Como estrategia complementaria, los gigantes genéticos, Monsanto, Syngenta, DuPont-Pioneer, Basf, Dow, Bayer, que controlan la totalidad del mercado mundial de semillas transgénicas y la mayoría del mercado mundial de semillas comerciales de cualquier tipo, afirman ahora que habrá que usar semillas que resistan los debacles del cambio climático, que según ellos solamente se podrá hacer con modificaciones genéticas.

Un nuevo informe del Grupo ETC ("La apropiación de la agenda climática", www.etcgroup.org) , muestra que estas transnacionales no están realmente preocupadas del cambio climático y sus consecuencias, sino en como lucran con el desastre. Existen 532 solicitudes de patentes monopólicas aprobadas o en trámite (En Estados Unidos, Europa, Argentina, México, Brasil, China, Sudáfrica, entre otros) relacionadas a caracteres genéticos de plantas que podrían resistir presiones ambientales relacionadas con el clima, como sequía, calor, frío, inundaciones, suelos salinos y otras. En algunos casos, la cobertura de las patentes solicitadas es tan vasta, que cualquier cultivo que tenga la misma secuencia genética quedaría bajo el control de la empresa. El barón de las patentes de "genes climáticos" es Monsanto, que en asociación con BASF y con algunas empresas biotecnológicas más pequeñas, controlan las dos terceras partes del germoplasma "resistente al clima".
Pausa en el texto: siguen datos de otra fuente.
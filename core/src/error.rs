//! Error types for D21

use crate::types::{Address, SubjectId};
use thiserror::Error;

/// Main error type for D21
#[derive(Error, Debug)]
pub enum D21Error {
    // ============ Voting Rule Errors ============
    #[error("Invalid argument: {0}")]
    InvalidArgument(String),

    #[error("Unauthorized: {0}")]
    Unauthorized(String),

    #[error("Voter {0} is already registered")]
    AlreadyRegistered(Address),

    #[error("Unknown subject {0}")]
    UnknownSubject(SubjectId),

    #[error("Voting window has closed")]
    VotingClosed,

    #[error("Already voted for subject {0}")]
    AlreadyVotedForSubject(SubjectId),

    #[error("Vote budget exhausted")]
    VoteBudgetExhausted,

    #[error("Negative vote requires a prior positive vote")]
    NegativeBeforePositive,

    // ============ Runtime Errors ============
    #[error("Election not found: {0}")]
    ElectionNotFound(String),

    #[error("Storage error: {0}")]
    StorageError(String),

    #[error("Serialization failed: {0}")]
    SerializationError(String),

    #[error("Deserialization failed: {0}")]
    DeserializationError(String),

    #[error("Configuration error: {0}")]
    ConfigError(String),

    #[error("Internal error: {0}")]
    Internal(String),

    #[error(transparent)]
    Other(#[from] anyhow::Error),
}

impl D21Error {
    /// Stable machine-readable name of the error kind
    pub fn code(&self) -> &'static str {
        match self {
            D21Error::InvalidArgument(_) => "invalid_argument",
            D21Error::Unauthorized(_) => "unauthorized",
            D21Error::AlreadyRegistered(_) => "already_registered",
            D21Error::UnknownSubject(_) => "unknown_subject",
            D21Error::VotingClosed => "voting_closed",
            D21Error::AlreadyVotedForSubject(_) => "already_voted_for_subject",
            D21Error::VoteBudgetExhausted => "vote_budget_exhausted",
            D21Error::NegativeBeforePositive => "negative_before_positive",
            D21Error::ElectionNotFound(_) => "election_not_found",
            D21Error::StorageError(_) => "storage_error",
            D21Error::SerializationError(_) => "serialization_error",
            D21Error::DeserializationError(_) => "deserialization_error",
            D21Error::ConfigError(_) => "config_error",
            D21Error::Internal(_) | D21Error::Other(_) => "internal",
        }
    }

    /// Whether the error is a rejected voting operation rather than an infrastructure fault
    pub fn is_rule_violation(&self) -> bool {
        matches!(
            self,
            D21Error::InvalidArgument(_)
                | D21Error::Unauthorized(_)
                | D21Error::AlreadyRegistered(_)
                | D21Error::UnknownSubject(_)
                | D21Error::VotingClosed
                | D21Error::AlreadyVotedForSubject(_)
                | D21Error::VoteBudgetExhausted
                | D21Error::NegativeBeforePositive
        )
    }
}

impl From<std::io::Error> for D21Error {
    fn from(err: std::io::Error) -> Self {
        D21Error::StorageError(err.to_string())
    }
}

impl From<bincode::Error> for D21Error {
    fn from(err: bincode::Error) -> Self {
        D21Error::SerializationError(err.to_string())
    }
}

impl From<serde_json::Error> for D21Error {
    fn from(err: serde_json::Error) -> Self {
        D21Error::SerializationError(err.to_string())
    }
}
Un aspecto trágico, es que las formas de agricultura altamente tecnificadas, como la llamada "agricultura de precisión", en realidad ha empeorado los problemas que decían solucionar. Por ejemplo, el riego controlado para "ahorrar" agua, que sólo llega a la superficie de las raíces de las plantas, ha provocado mayor salinización del suelo, destruyendo o disminuyendo drásticamente las posibilidades de sembrar cualquier cultivo. Los cultivos "resistentes al clima", prometen aplicar la misma lógica, por lo que además de los nuevos problemas que provocarán por ser transgénicos, afectarían muy negativamente los suelos y la posibilidad de ir hacia soluciones reales.
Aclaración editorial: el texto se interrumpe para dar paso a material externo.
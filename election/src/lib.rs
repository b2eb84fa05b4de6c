//! D21 Voting Engine
//!
//! Implements the D21 multi-winner voting method:
//! - One mandatory positive vote per voter
//! - An optional second positive vote for a different subject
//! - Or, instead of the second positive vote, one negative vote
//! - All votes cast inside a fixed voting window

pub mod engine;
pub mod setup;
pub mod snapshot;
pub mod subject;
pub mod voter;

pub use engine::*;
pub use setup::*;
pub use snapshot::*;
pub use subject::*;
pub use voter::*;
//! D21 Snapshot Storage
//!
//! Keeps the latest serialized snapshot of every election, keyed by election id.
//! Older versions never overwrite newer ones.

pub mod memory;
pub mod persistent;

pub use memory::*;
pub use persistent::*;

use d21_core::{D21Result, NodeConfig, SharedSnapshotStore};
use std::sync::Arc;

/// Open the store selected by the node configuration
pub fn open_store(config: &NodeConfig) -> D21Result<SharedSnapshotStore> {
    if config.storage.persistent {
        Ok(Arc::new(PersistentSnapshotStore::open(config.storage_path())?))
    } else {
        Ok(Arc::new(MemorySnapshotStore::new()))
    }
}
La crisis climática y alimentaria es crudamente real, pero la respuesta no vendrá con más de lo mismo que la creó. Son los campesinos y agricultores familiares quienes tienen la experiencia, el conocimiento y la diversidad de semillas que se necesitan para afrontar los cambios del clima y la crisis alimentaria. Mientras que la industria semillera afirma que desde la década de los sesenta ha creado 70,000 nuevas variedades vegetales (la mayoría flores), se estima que los campesinos del mundo crean por lo menos un millón de nuevas variedades cada año, adaptadas a miles de condiciones diferentes en todo el mundo. Y lo que menos se necesita en esta situación, son nuevos monopolios para impedir que lo sigan haciendo.